§ ABOUT THIS TASK:
Report each line of the entries below that includes "sink".

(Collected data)
========

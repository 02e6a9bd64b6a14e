//! Update-check, rollback, and certificate-check taxonomy.

use serde::{Deserialize, Serialize};

/// Outcome of an update check against the update server.
#[derive(Debug, Clone, Copy, PartialEq, Eq, Serialize, Deserialize)]
#[serde(rename_all = "snake_case")]
pub enum CheckResult {
    UpdateAvailable,
    NoUpdateAvailable,
    DownloadError,
    ParsingError,
    RebootPending,
}

impl CheckResult {
    pub fn as_str(&self) -> &'static str {
        match self {
            CheckResult::UpdateAvailable => "update_available",
            CheckResult::NoUpdateAvailable => "no_update_available",
            CheckResult::DownloadError => "download_error",
            CheckResult::ParsingError => "parsing_error",
            CheckResult::RebootPending => "reboot_pending",
        }
    }
}

/// What the agent did with an available update.
#[derive(Debug, Clone, Copy, PartialEq, Eq, Serialize, Deserialize)]
#[serde(rename_all = "snake_case")]
pub enum CheckReaction {
    Updating,
    Ignored,
    Deferring,
    BackingOff,
}

impl CheckReaction {
    pub fn as_str(&self) -> &'static str {
        match self {
            CheckReaction::Updating => "updating",
            CheckReaction::Ignored => "ignored",
            CheckReaction::Deferring => "deferring",
            CheckReaction::BackingOff => "backing_off",
        }
    }
}

/// Outcome of a completed rollback.
#[derive(Debug, Clone, Copy, PartialEq, Eq, Serialize, Deserialize)]
#[serde(rename_all = "snake_case")]
pub enum RollbackResult {
    Success,
    Failed,
}

impl RollbackResult {
    pub fn as_str(&self) -> &'static str {
        match self {
            RollbackResult::Success => "success",
            RollbackResult::Failed => "failed",
        }
    }
}

/// Which server a certificate pinning check ran against.
#[derive(Debug, Clone, Copy, PartialEq, Eq, Serialize, Deserialize)]
#[serde(rename_all = "snake_case")]
pub enum ServerToCheck {
    Update,
    Download,
}

impl ServerToCheck {
    pub fn as_str(&self) -> &'static str {
        match self {
            ServerToCheck::Update => "update",
            ServerToCheck::Download => "download",
        }
    }
}

/// Outcome of a certificate pinning check.
#[derive(Debug, Clone, Copy, PartialEq, Eq, Serialize, Deserialize)]
#[serde(rename_all = "snake_case")]
pub enum CertificateCheckResult {
    Valid,
    Failed,
}

impl CertificateCheckResult {
    pub fn as_str(&self) -> &'static str {
        match self {
            CertificateCheckResult::Valid => "valid",
            CertificateCheckResult::Failed => "failed",
        }
    }
}
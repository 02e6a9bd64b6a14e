//! Production metrics reporter.
//!
//! Validates each record at the call boundary, logs the verdict, and
//! hands the event to the sink. Malformed input is logged and dropped;
//! nothing here can fault the update pipeline.

use std::sync::Arc;
use std::time::Duration;

use crate::events::MetricEvent;
use crate::logging::structured::ReportContext;
use crate::records::{AttemptRecord, CampaignSummary, DownloadRecord};
use crate::reporter::interface::MetricsReporter;
use crate::sink::{Emitter, MetricsSink};
use crate::taxonomy::{
    CertificateCheckResult, CheckReaction, CheckResult, DownloadErrorCode, ErrorCode,
    RollbackResult, ServerToCheck,
};
use crate::validation::{validate_attempt, validate_download, validate_summary};

/// Read-only view of installation state owned by the update driver.
///
/// The reporter only reads from it to enrich attempt log lines; it
/// never mutates the underlying state, and the driver keeps ownership
/// for the whole reporter lifetime.
pub trait InstallContext: Send + Sync {
    /// Version the campaign is updating to.
    fn target_version(&self) -> String;

    /// Whether the install plan is a rollback to an older build.
    fn is_rollback(&self) -> bool;
}

/// Reporter wired to a metrics sink.
pub struct UpdateMetricsReporter {
    emitter: Emitter,
    ctx: ReportContext,
    install_context: Option<Arc<dyn InstallContext>>,
}

impl UpdateMetricsReporter {
    pub fn new(sink: Arc<dyn MetricsSink>) -> Self {
        let ctx = ReportContext::new();
        Self {
            emitter: Emitter::new(sink, ctx.clone()),
            ctx,
            install_context: None,
        }
    }

    /// Attach the driver's read-only installation view.
    pub fn with_install_context(mut self, install_context: Arc<dyn InstallContext>) -> Self {
        self.install_context = Some(install_context);
        self
    }
}

impl MetricsReporter for UpdateMetricsReporter {
    fn report_update_attempt_metrics(&self, record: &AttemptRecord) {
        let ctx = self.ctx.with_attempt(record.attempt_number);

        if let Err(reason) = validate_attempt(record) {
            log::warn!("{} RECORD_REJECTED kind=update_attempt reason={}", ctx, reason);
            return;
        }

        match &self.install_context {
            Some(install) => log::info!(
                "{} ATTEMPT_REPORTED result={} payload_type={} target_version={} rollback={}",
                ctx,
                record.attempt_result.as_str(),
                record.payload_type.as_str(),
                install.target_version(),
                install.is_rollback()
            ),
            None => log::info!(
                "{} ATTEMPT_REPORTED result={} payload_type={}",
                ctx,
                record.attempt_result.as_str(),
                record.payload_type.as_str()
            ),
        }

        self.emitter.emit(MetricEvent::UpdateAttempt(record.clone()));
    }

    fn report_update_attempt_download_metrics(&self, record: &DownloadRecord) {
        if let Err(reason) = validate_download(record) {
            log::warn!(
                "{} RECORD_REJECTED kind=update_attempt_download reason={}",
                self.ctx,
                reason
            );
            return;
        }

        log::debug!(
            "{} DOWNLOAD_REPORTED source={} connection={} bytes={}",
            self.ctx,
            record.download_source.as_str(),
            record.connection_type.as_str(),
            record.bytes_downloaded
        );

        self.emitter
            .emit(MetricEvent::UpdateAttemptDownload(record.clone()));
    }

    fn report_abnormally_terminated_update_attempt_metrics(&self) {
        // No record to validate: the interruption happened before any
        // verdict or error code existed.
        log::info!("{} ABNORMAL_TERMINATION_REPORTED", self.ctx);
        self.emitter
            .emit(MetricEvent::AbnormallyTerminatedUpdateAttempt);
    }

    fn report_successful_update_metrics(&self, summary: &CampaignSummary) {
        if let Err(reason) = validate_summary(summary) {
            log::warn!(
                "{} RECORD_REJECTED kind=successful_update reason={}",
                self.ctx,
                reason
            );
            return;
        }

        log::info!(
            "{} CAMPAIGN_SUCCESS_REPORTED attempts={} abandoned={} reboots={} url_switches={} total_bytes={} overhead_pct={}",
            self.ctx,
            summary.attempt_count,
            summary.updates_abandoned_count,
            summary.reboot_count,
            summary.url_switch_count,
            summary.num_bytes_downloaded.total(),
            summary.download_overhead_percentage
        );

        self.emitter
            .emit(MetricEvent::SuccessfulUpdate(summary.clone()));
    }

    fn report_rollback_metrics(&self, result: RollbackResult) {
        self.emitter.emit(MetricEvent::Rollback { result });
    }

    fn report_enterprise_rollback_metrics(&self, success: bool, rollback_version: &str) {
        self.emitter.emit(MetricEvent::EnterpriseRollback {
            success,
            rollback_version: rollback_version.to_string(),
        });
    }

    fn report_update_check_metrics(
        &self,
        result: CheckResult,
        reaction: CheckReaction,
        download_error_code: Option<DownloadErrorCode>,
    ) {
        self.emitter.emit(MetricEvent::UpdateCheck {
            result,
            reaction,
            download_error_code,
        });
    }

    fn report_certificate_check_metrics(
        &self,
        server_to_check: ServerToCheck,
        result: CertificateCheckResult,
    ) {
        self.emitter.emit(MetricEvent::CertificateCheck {
            server_to_check,
            result,
        });
    }

    fn report_daily_metrics(&self, os_age: Duration) {
        self.emitter.emit(MetricEvent::DailyOsAge { os_age });
    }

    fn report_time_to_reboot(&self, time_to_reboot_minutes: i32) {
        self.emitter.emit(MetricEvent::TimeToReboot {
            minutes: time_to_reboot_minutes,
        });
    }

    fn report_failed_update_count(&self, target_attempt: i32) {
        self.emitter
            .emit(MetricEvent::FailedUpdateCount { target_attempt });
    }

    fn report_internal_error_code(&self, error_code: ErrorCode) {
        self.emitter.emit(MetricEvent::InternalErrorCode { error_code });
    }

    fn report_install_date_provisioning_source(&self, source: i32, max: i32) {
        self.emitter
            .emit(MetricEvent::InstallDateProvisioningSource { source, max });
    }

    fn report_key_version_metrics(
        &self,
        kernel_min_version: i32,
        kernel_max_rollforward_version: i32,
        kernel_max_rollforward_success: bool,
    ) {
        self.emitter.emit(MetricEvent::KeyVersion {
            kernel_min_version,
            kernel_max_rollforward_version,
            kernel_max_rollforward_success,
        });
    }

    fn report_enterprise_update_seen_to_download_days(
        &self,
        has_time_restriction_policy: bool,
        time_to_update_days: i32,
    ) {
        self.emitter.emit(MetricEvent::EnterpriseUpdateSeenToDownload {
            has_time_restriction_policy,
            time_to_update_days,
        });
    }
}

========

§ ANSWER BOX:
//! hands the event to the sink. Malformed input is logged and dropped;
use crate::sink::{Emitter, MetricsSink};
/// Reporter wired to a metrics sink.
    pub fn new(sink: Arc<dyn MetricsSink>) -> Self {
            emitter: Emitter::new(sink, ctx.clone()),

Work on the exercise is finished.